*Dataset records*:
//! Documents describing a stored backup.
//!
//! A backup `<name>` consists of:
//! - `<name>_backup_stop_sentinel.json`, written last, marking it complete;
//! - `<name>/files_metadata.json`, the per-file descriptions and the
//!   container-to-files mapping (older sentinels carry these inline);
//! - `<name>/metadata.json`, small extended metadata read by listings;
//! - `<name>/tar_partitions/`, the containers.

use std::collections::BTreeMap;

use chrono::{DateTime, Utc};
use serde::{Deserialize, Serialize};
use tracing::debug;

use crate::storage::{is_not_found, FolderRef};
use crate::wal::Lsn;
use crate::{Error, Result};

pub const SENTINEL_SUFFIX: &str = "_backup_stop_sentinel.json";
pub const METADATA_FILE: &str = "metadata.json";
pub const FILES_METADATA_FILE: &str = "files_metadata.json";
pub const TAR_PARTITIONS_FOLDER: &str = "tar_partitions";
/// Corrupt block numbers kept per file unless all are requested.
pub const MAX_CORRUPT_BLOCKS_STORED: usize = 10;

#[derive(Debug, Clone, PartialEq, Eq, Serialize, Deserialize)]
pub struct CorruptBlocksInfo {
    #[serde(rename = "CorruptBlocksCount")]
    pub count: usize,
    #[serde(rename = "SomeCorruptBlocks")]
    pub some_blocks: Vec<u32>,
}

#[derive(Debug, Clone, PartialEq, Eq, Serialize, Deserialize)]
pub struct BackupFileDescription {
    #[serde(rename = "IsIncremented")]
    pub is_incremented: bool,
    /// Unchanged since the parent; the data lives in an ancestor.
    #[serde(rename = "IsSkipped")]
    pub is_skipped: bool,
    #[serde(rename = "MTime")]
    pub mtime: DateTime<Utc>,
    #[serde(rename = "CorruptBlocks", default, skip_serializing_if = "Option::is_none")]
    pub corrupt_blocks: Option<CorruptBlocksInfo>,
    #[serde(rename = "UpdatesCount", default, skip_serializing_if = "is_zero")]
    pub updates_count: u64,
}

fn is_zero(n: &u64) -> bool {
    *n == 0
}

impl BackupFileDescription {
    pub fn skipped(mtime: DateTime<Utc>) -> Self {
        Self {
            is_incremented: false,
            is_skipped: true,
            mtime,
            corrupt_blocks: None,
            updates_count: 0,
        }
    }

    pub fn packed(mtime: DateTime<Utc>, is_incremented: bool) -> Self {
        Self {
            is_incremented,
            is_skipped: false,
            mtime,
            corrupt_blocks: None,
            updates_count: 0,
        }
    }

    pub fn set_corrupt_blocks(&mut self, mut blocks: Vec<u32>, store_all: bool) {
        if blocks.is_empty() {
            return;
        }
        let count = blocks.len();
        if !store_all {
            blocks.truncate(MAX_CORRUPT_BLOCKS_STORED);
        }
        self.corrupt_blocks = Some(CorruptBlocksInfo {
            count,
            some_blocks: blocks,
        });
    }
}

/// Data-directory-relative path to description.
pub type BackupFileList = BTreeMap<String, BackupFileDescription>;
/// Container name to the paths packed inside it.
pub type TarFileSets = BTreeMap<String, Vec<String>>;

#[derive(Debug, Clone, Default, PartialEq, Serialize, Deserialize)]
pub struct BackupSentinelDto {
    #[serde(rename = "LSN")]
    pub start_lsn: Option<Lsn>,
    #[serde(rename = "DeltaFromLSN", default, skip_serializing_if = "Option::is_none")]
    pub increment_from_lsn: Option<Lsn>,
    #[serde(rename = "DeltaFrom", default, skip_serializing_if = "Option::is_none")]
    pub increment_from: Option<String>,
    #[serde(rename = "DeltaFullName", default, skip_serializing_if = "Option::is_none")]
    pub increment_full_name: Option<String>,
    #[serde(rename = "DeltaCount", default, skip_serializing_if = "Option::is_none")]
    pub increment_count: Option<u32>,

    /// Inline file list of single-document sentinels.
    #[serde(rename = "Files", default, skip_serializing_if = "Option::is_none")]
    pub files: Option<BackupFileList>,
    #[serde(rename = "TarFileSets", default, skip_serializing_if = "Option::is_none")]
    pub tar_file_sets: Option<TarFileSets>,

    #[serde(rename = "PgVersion", default)]
    pub pg_version: u32,
    #[serde(rename = "FinishLSN", default)]
    pub finish_lsn: Option<Lsn>,
    #[serde(rename = "SystemIdentifier", default, skip_serializing_if = "Option::is_none")]
    pub system_identifier: Option<u64>,

    #[serde(rename = "UncompressedSize", default)]
    pub uncompressed_size: u64,
    #[serde(rename = "CompressedSize", default)]
    pub compressed_size: u64,

    #[serde(rename = "UserData", default, skip_serializing_if = "Option::is_none")]
    pub user_data: Option<serde_json::Value>,
}

impl BackupSentinelDto {
    pub fn is_incremental(&self) -> bool {
        self.increment_from.is_some()
    }

    /// Increment fields must be all present or all absent.
    pub fn validate(&self, name: &str) -> Result<()> {
        let present = [
            self.increment_from.is_some(),
            self.increment_from_lsn.is_some(),
            self.increment_full_name.is_some(),
            self.increment_count.is_some(),
        ];
        if present.iter().any(|p| *p) && !present.iter().all(|p| *p) {
            return Err(Error::InconsistentSentinel(name.to_string()).into());
        }
        Ok(())
    }
}

#[derive(Debug, Clone, Default, PartialEq, Serialize, Deserialize)]
pub struct FilesMetadataDto {
    #[serde(rename = "Files", default)]
    pub files: BackupFileList,
    #[serde(rename = "TarFileSets", default)]
    pub tar_file_sets: TarFileSets,
}

#[derive(Debug, Clone, PartialEq, Serialize, Deserialize)]
pub struct ExtendedMetadataDto {
    pub start_time: DateTime<Utc>,
    pub finish_time: DateTime<Utc>,
    pub hostname: String,
    pub data_dir: String,
    pub pg_version: u32,
    pub start_lsn: Lsn,
    pub finish_lsn: Lsn,
    pub is_permanent: bool,
    pub system_identifier: Option<u64>,
    pub uncompressed_size: u64,
    pub compressed_size: u64,
    #[serde(default, skip_serializing_if = "Option::is_none")]
    pub user_data: Option<serde_json::Value>,
}

/// A named backup inside the base backups folder.
#[derive(Clone)]
pub struct Backup {
    pub name: String,
    folder: FolderRef,
}

impl std::fmt::Debug for Backup {
    fn fmt(&self, f: &mut std::fmt::Formatter<'_>) -> std::fmt::Result {
        f.debug_struct("Backup").field("name", &self.name).finish()
    }
}

impl Backup {
    pub fn new(folder: FolderRef, name: impl Into<String>) -> Self {
        Self {
            name: name.into(),
            folder,
        }
    }

    pub fn sentinel_name(&self) -> String {
        format!("{}{SENTINEL_SUFFIX}", self.name)
    }

    /// The base backups folder holding this backup.
    pub fn base_folder(&self) -> &FolderRef {
        &self.folder
    }

    pub fn data_folder(&self) -> FolderRef {
        self.folder.sub_folder(&self.name)
    }

    pub fn tar_folder(&self) -> FolderRef {
        self.data_folder().sub_folder(TAR_PARTITIONS_FOLDER)
    }

    pub fn exists(&self) -> Result<bool> {
        self.folder.exists(&self.sentinel_name())
    }

    /// Fails with `Error::MissingBackup` when no sentinel is stored.
    pub fn fetch_sentinel(&self) -> Result<BackupSentinelDto> {
        let raw = match self.folder.read(&self.sentinel_name()) {
            Ok(raw) => raw,
            Err(e) if is_not_found(&e) => return Err(Error::MissingBackup(self.name.clone()).into()),
            Err(e) => return Err(e),
        };
        let sentinel: BackupSentinelDto = serde_json::from_slice(&raw)?;
        sentinel.validate(&self.name)?;
        Ok(sentinel)
    }

    /// File descriptions from `files_metadata.json`, falling back to the
    /// sentinel's inline list. `None` when the backup tracked no files.
    pub fn fetch_files_metadata(&self, sentinel: &BackupSentinelDto) -> Result<Option<FilesMetadataDto>> {
        match self.data_folder().read(FILES_METADATA_FILE) {
            Ok(raw) => return Ok(Some(serde_json::from_slice(&raw)?)),
            Err(e) if is_not_found(&e) => {}
            Err(e) => return Err(e),
        }
        debug!(backup = %self.name, "files_metadata_missing_using_sentinel");
        Ok(sentinel.files.as_ref().map(|files| FilesMetadataDto {
            files: files.clone(),
            tar_file_sets: sentinel.tar_file_sets.clone().unwrap_or_default(),
        }))
    }

    pub fn fetch_meta(&self) -> Result<ExtendedMetadataDto> {
        let raw = self.data_folder().read(METADATA_FILE)?;
        Ok(serde_json::from_slice(&raw)?)
    }

    pub fn upload_meta(&self, meta: &ExtendedMetadataDto) -> Result<()> {
        self.data_folder().put(METADATA_FILE, &serde_json::to_vec(meta)?)
    }

    pub fn upload_files_metadata(&self, files: &FilesMetadataDto) -> Result<()> {
        self.data_folder().put(FILES_METADATA_FILE, &serde_json::to_vec(files)?)
    }

    /// Written last: its presence means the backup is complete.
    pub fn upload_sentinel(&self, sentinel: &BackupSentinelDto) -> Result<()> {
        self.folder.put(&self.sentinel_name(), &serde_json::to_vec(sentinel)?)
    }

    /// Permanence lives in the extended metadata; backups without it are not permanent.
    pub fn is_permanent(&self) -> Result<bool> {
        match self.fetch_meta() {
            Ok(meta) => Ok(meta.is_permanent),
            Err(e) if is_not_found(&e) => Ok(false),
            Err(e) => Err(e),
        }
    }
}
use std::io::{Read, Write};

use crate::walparser::{read_locations, write_locations, BlockLocation, WalParser};
use crate::Result;

/// Block locations of one group of WAL segments, plus the parser state at
/// the end of the group so WAL replay can continue into the next one.
///
/// Stored as the saved parser followed by the location quadruples.
#[derive(Debug, Clone, Default, PartialEq, Eq)]
pub struct DeltaFile {
    pub locations: Vec<BlockLocation>,
    pub wal_parser: WalParser,
}

impl DeltaFile {
    pub fn new(wal_parser: WalParser) -> Self {
        Self {
            locations: Vec::new(),
            wal_parser,
        }
    }

    pub fn save<W: Write + ?Sized>(&self, writer: &mut W) -> Result<()> {
        self.wal_parser.save(writer)?;
        write_locations(&self.locations, writer)?;
        Ok(())
    }

    pub fn load<R: Read + ?Sized>(reader: &mut R) -> Result<Self> {
        let wal_parser = WalParser::load(reader)?;
        let locations = read_locations(reader)?;
        Ok(Self { locations, wal_parser })
    }
}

*Brief*: Your reply must be one number, namely the count of lines above that hold the string "crate".

*Written solution*: 5